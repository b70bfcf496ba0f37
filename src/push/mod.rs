use std::sync::Arc;

use async_trait::async_trait;
use serde::{Deserialize, Serialize};
use thiserror::Error;
use tracing::{info, warn};
use uuid::Uuid;

use crate::models::{Job, NewPushSubscription, PushSubscription};
use crate::store::{DataStore, StoreError};

pub mod webpush;

pub use webpush::{VapidKeys, WebPushTransport};

pub const ASSIGNMENT_TITLE: &str = "New Job Assigned";
pub const ASSIGNMENT_URL: &str = "/active-jobs";
pub const STATUS_UPDATE_URL: &str = "/dashboard";

#[derive(Debug, Error)]
pub enum PushError {
    #[error("push is not configured")]
    NotConfigured,
    #[error("invalid VAPID key: {0}")]
    InvalidVapidKey(String),
    #[error("invalid subscription: {0}")]
    InvalidSubscription(String),
    #[error("payload of {0} bytes does not fit in one record")]
    PayloadTooLarge(usize),
    #[error("payload encryption failed")]
    Encryption,
    #[error("failed to sign VAPID token: {0}")]
    Signing(#[from] jsonwebtoken::errors::Error),
    #[error("invalid endpoint: {0}")]
    Endpoint(#[from] url::ParseError),
    #[error("request failed: {0}")]
    Http(#[from] reqwest::Error),
    #[error("failed to encode payload: {0}")]
    Payload(#[from] serde_json::Error),
    #[error(transparent)]
    Store(#[from] StoreError),
}

/// Delivers one already-serialized notification. Returns the push service's
/// HTTP status.
#[async_trait]
pub trait PushTransport: Send + Sync {
    async fn send(&self, subscription: &PushSubscription, payload: &[u8]) -> Result<u16, PushError>;
}

#[derive(Debug, Clone, PartialEq, Serialize, Deserialize)]
pub struct PushMessage {
    pub title: String,
    pub body: String,
    #[serde(default)]
    pub url: Option<String>,
}

impl PushMessage {
    pub fn for_assignment(job: &Job) -> Self {
        let company = job
            .company_name
            .as_deref()
            .map(str::trim)
            .filter(|name| !name.is_empty())
            .unwrap_or("a new job");
        let street = job
            .address
            .as_deref()
            .and_then(|address| address.split(',').next())
            .map(str::trim)
            .filter(|street| !street.is_empty());

        let body = match street {
            Some(street) => format!("You have been assigned to {company} at {street}"),
            None => format!("You have been assigned to {company}"),
        };
        Self {
            title: ASSIGNMENT_TITLE.to_string(),
            body,
            url: Some(ASSIGNMENT_URL.to_string()),
        }
    }

    pub fn for_status_update(job: &Job) -> Self {
        let lot = job
            .lot_number
            .as_deref()
            .filter(|lot| !lot.trim().is_empty())
            .unwrap_or("Unknown Lot");
        let company = job.company_name.as_deref().unwrap_or("A job");
        let status = job.status.as_str().replace('_', " ").to_uppercase();
        Self {
            title: format!("Job Update: {lot}"),
            body: format!("{company} is now {status}"),
            url: Some(STATUS_UPDATE_URL.to_string()),
        }
    }
}

#[derive(Debug, Clone, PartialEq, Serialize)]
pub struct DeliveryFailure {
    pub endpoint: String,
    pub status: Option<u16>,
    pub error: String,
}

#[derive(Debug, Clone, PartialEq, Serialize)]
pub struct DeliveryReport {
    pub success: bool,
    pub total: usize,
    pub sent: usize,
    pub removed: usize,
    pub failures: Vec<DeliveryFailure>,
}

#[derive(Debug, Clone, Deserialize)]
pub struct SubscriptionRequest {
    pub endpoint: String,
    pub keys: SubscriptionKeys,
    #[serde(default)]
    pub user_agent: Option<String>,
}

#[derive(Debug, Clone, Deserialize)]
pub struct SubscriptionKeys {
    pub p256dh: String,
    pub auth: String,
}

#[derive(Clone)]
pub struct PushService {
    store: Arc<dyn DataStore>,
    transport: Option<Arc<dyn PushTransport>>,
    public_key: Option<String>,
}

impl PushService {
    pub fn new(
        store: Arc<dyn DataStore>,
        transport: Option<Arc<dyn PushTransport>>,
        public_key: Option<String>,
    ) -> Self {
        Self {
            store,
            transport,
            public_key,
        }
    }

    pub fn public_key(&self) -> Option<&str> {
        self.public_key.as_deref()
    }

    pub fn is_configured(&self) -> bool {
        self.transport.is_some()
    }

    pub async fn register(
        &self,
        user_id: Uuid,
        request: SubscriptionRequest,
    ) -> Result<PushSubscription, PushError> {
        let endpoint = request.endpoint.trim();
        if endpoint.is_empty() {
            return Err(PushError::InvalidSubscription("endpoint is required".into()));
        }
        if request.keys.p256dh.trim().is_empty() || request.keys.auth.trim().is_empty() {
            return Err(PushError::InvalidSubscription("keys are required".into()));
        }

        let subscription = self
            .store
            .replace_push_subscription(NewPushSubscription {
                id: Uuid::new_v4(),
                user_id,
                endpoint: endpoint.to_string(),
                p256dh: request.keys.p256dh,
                auth: request.keys.auth,
                user_agent: request.user_agent,
            })
            .await?;
        info!(user_id = %user_id, subscription_id = %subscription.id, "push subscription registered");
        Ok(subscription)
    }

    pub async fn broadcast(
        &self,
        message: &PushMessage,
        target_user_id: Option<Uuid>,
    ) -> Result<DeliveryReport, PushError> {
        let transport = self.transport.as_ref().ok_or(PushError::NotConfigured)?;
        let payload = serde_json::to_vec(message)?;
        let subscriptions = self.store.push_subscriptions(target_user_id).await?;

        let mut report = DeliveryReport {
            success: true,
            total: subscriptions.len(),
            sent: 0,
            removed: 0,
            failures: Vec::new(),
        };

        for subscription in &subscriptions {
            match transport.send(subscription, &payload).await {
                Ok(status) if (200..300).contains(&status) => report.sent += 1,
                Ok(status) => {
                    if status == 404 || status == 410 {
                        match self.store.delete_push_subscription(subscription.id).await {
                            Ok(()) => report.removed += 1,
                            Err(err) => warn!(
                                subscription_id = %subscription.id,
                                error = %err,
                                "failed to delete expired push subscription"
                            ),
                        }
                    }
                    report.failures.push(DeliveryFailure {
                        endpoint: subscription.endpoint.clone(),
                        status: Some(status),
                        error: format!("push service responded with status {status}"),
                    });
                }
                Err(err) => report.failures.push(DeliveryFailure {
                    endpoint: subscription.endpoint.clone(),
                    status: None,
                    error: err.to_string(),
                }),
            }
        }

        info!(
            total = report.total,
            sent = report.sent,
            removed = report.removed,
            failed = report.failures.len(),
            "push broadcast finished"
        );
        Ok(report)
    }

    pub async fn notify_status_change(&self, job: &Job) {
        if !self.is_configured() {
            return;
        }
        let message = PushMessage::for_status_update(job);
        if let Err(err) = self.broadcast(&message, None).await {
            warn!(job_id = %job.id, error = %err, "status notification failed");
        }
    }

    pub async fn notify_assigned(&self, job: &Job, user_ids: &[Uuid]) {
        if user_ids.is_empty() || !self.is_configured() {
            return;
        }
        let message = PushMessage::for_assignment(job);
        for user_id in user_ids {
            if let Err(err) = self.broadcast(&message, Some(*user_id)).await {
                warn!(job_id = %job.id, user_id = %user_id, error = %err, "assignment notification failed");
            }
        }
    }
}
---+---
Work required -> From the data above, count the lines that hold the string "total". Reply with only that number.

Written reply -> 3